Jake Gyllenhaal’s limited series Presumed Innocent is dropping on AppleTV+ on June 12 instead of June 14 as originally planned. The star, whose Road House reboot has brought mixed reviews on Amazon Prime, is embracing the small screen for the first time since his appearance on Homicide: Life on the Street in 1994.

Jake Gyllenhaal’s in ‘Presumed Innocent’

Presumed Innocent is being produced by David E. Kelley, J.J. Abrams’ Bad Robot, and Warner Bros. It is an adaptation of Scott Turow’s 1990 film in which Harrison Ford plays a lawyer doing double duty as an investigator looking for the murderer of his colleague.

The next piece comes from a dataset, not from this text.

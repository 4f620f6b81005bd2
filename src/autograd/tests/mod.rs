//! Tests for autograd operations with gradient checking

mod prop_matmul;
mod unit_ops;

These types of sexy thrillers were popular in the ’90s and usually contained twist endings. Here’s the trailer for the original:

According to Deadline, Presumed Innocent doesn’t stray far from the source material: “…the Presumed Innocent series will explore obsession, sex, politics and the power and limits of love as the accused fights to hold his family and marriage together.”

Up next for Gyllenhaal is the Guy Ritchie action movie titled In the Grey scheduled for release in January 2025.

Presumed Innocent is an eight-episode limited series set to stream on AppleTV+ starting June 12.